His mission includes bringing affordable housing to Mantua and improving schools. He is also working to bring a supermarket to an area that has been without one since 1992.
Thorpe said he is excited about the Promise Zone designation.
“As long as we’re making sure that our focus is on the community, making sure that everything we do is in line with our mission, I think it’s an amazing thing,” he said.
After the tour of the neighborhood, Drummond sat down inside the Charles L. Durham Branch of the Free Library and shared his feelings about the future. Drummond said he was optimistic about the Promise Zone initiative, and worries about the extra attention it could bring.
“I think change can be a good thing, but change can also be a hard thing,” he said. “Change can bring joy. But it could also bring trauma.”
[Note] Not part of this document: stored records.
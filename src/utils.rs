use once_cell::sync::Lazy;

pub static RUNTIME: Lazy<tokio::runtime::Runtime> = Lazy::new(|| {
    tokio::runtime::Builder::new_multi_thread()
        .worker_threads(2)
        .enable_all()
        .build()
        .expect("Failed to build Tokio runtime")
});

/// Runs `fut` on the tokio runtime and hands its output to `on_done` on
/// the GTK main context, where widgets may be touched.
pub fn run_async_to_main<T, Fut, F>(fut: Fut, on_done: F)
where
    T: Send + 'static,
    Fut: std::future::Future<Output = T> + Send + 'static,
    F: FnOnce(T) + 'static,
{
    let handle = RUNTIME.spawn(fut);
    glib::MainContext::default().spawn_local(async move {
        match handle.await {
            Ok(out) => on_done(out),
            Err(e) => log::warn!("background task failed: {e}"),
        }
    });
}

fn group_thousands(whole: u64) -> String {
    let digits = whole.to_string();
    let mut out = String::with_capacity(digits.len() + digits.len() / 3);
    for (i, ch) in digits.chars().enumerate() {
        if i > 0 && (digits.len() - i) % 3 == 0 {
            out.push(',');
        }
        out.push(ch);
    }
    out
}

/// `3135.15` -> `$3,135.15`
pub fn format_usd(amount: f64) -> String {
    let cents = (amount.abs() * 100.0).round() as u64;
    let sign = if amount < 0.0 && cents > 0 { "-" } else { "" };
    format!("{sign}${}.{:02}", group_thousands(cents / 100), cents % 100)
}

/// `6480.0` -> `$6,480`
pub fn format_usd_whole(amount: f64) -> String {
    let whole = amount.abs().round() as u64;
    let sign = if amount < 0.0 && whole > 0 { "-" } else { "" };
    format!("{sign}${}", group_thousands(whole))
}

#[cfg(test)]
mod tests {
    use super::*;

    #[test]
    fn formats_cents() {
        assert_eq!(format_usd(60.0), "$60.00");
        assert_eq!(format_usd(3135.15), "$3,135.15");
        assert_eq!(format_usd(12450.89), "$12,450.89");
        assert_eq!(format_usd(0.0), "$0.00");
        assert_eq!(format_usd(-15.5), "-$15.50");
        assert_eq!(format_usd(1_000_000.0), "$1,000,000.00");
    }

    #[test]
    fn formats_whole_dollars() {
        assert_eq!(format_usd_whole(6480.0), "$6,480");
        assert_eq!(format_usd_whole(999.0), "$999");
        assert_eq!(format_usd_whole(100_000.0), "$100,000");
    }
}
//! Transient toast notices shown by the login form and the assistant.

#[derive(Debug, Clone, Copy, PartialEq, Eq, Default)]
pub enum Severity {
    #[default]
    Default,
    Destructive,
}

#[derive(Debug, Clone, PartialEq, Eq)]
pub struct Notice {
    pub title: &'static str,
    pub description: &'static str,
    pub severity: Severity,
}

impl Notice {
    const fn info(title: &'static str, description: &'static str) -> Self {
        Self { title, description, severity: Severity::Default }
    }

    const fn destructive(title: &'static str, description: &'static str) -> Self {
        Self { title, description, severity: Severity::Destructive }
    }

    pub fn is_destructive(&self) -> bool {
        self.severity == Severity::Destructive
    }
}

pub const LOGIN_SUCCESS: Notice = Notice::info("Login successful", "Welcome back, Alex Smith!");
pub const LOGIN_FAILED: Notice = Notice::destructive("Login failed", "Invalid email or password");
pub const PASSWORD_RESET: Notice =
    Notice::info("Password Reset", "Check your email for reset instructions.");
pub const TRANSFER_SUCCESS: Notice =
    Notice::info("Transfer Successful", "Your transfer has been processed.");
pub const INVALID_SECURITY_CODE: Notice =
    Notice::destructive("Invalid Security Code", "Please try again.");

#[cfg(test)]
mod tests {
    use super::*;

    #[test]
    fn failures_are_destructive() {
        assert!(LOGIN_FAILED.is_destructive());
        assert!(INVALID_SECURITY_CODE.is_destructive());
    }

    #[test]
    fn outcomes_use_default_styling() {
        for n in [LOGIN_SUCCESS, PASSWORD_RESET, TRANSFER_SUCCESS] {
            assert_eq!(n.severity, Severity::Default, "{}", n.title);
        }
    }
}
Much of Mantua’s change centers around the fight for new zoning.
On Thursday, Drummond and other community members will gather at the Grace Lutheran Church at 3529 Haverford Ave. for a meeting on the proposed zoning change. The meeting is open to the public and Councilwoman Jannie Blackwell is expected to attend.
“This is a big thing. This is the tangible thing that the community has been waiting for,” Drummond said.
To outsiders, the area between 31st and 40th streets is called Mantua. Drummond refers to his neighborhood as “the Bottom.”
He said, “In the Bottom, the only place we have to go is up.”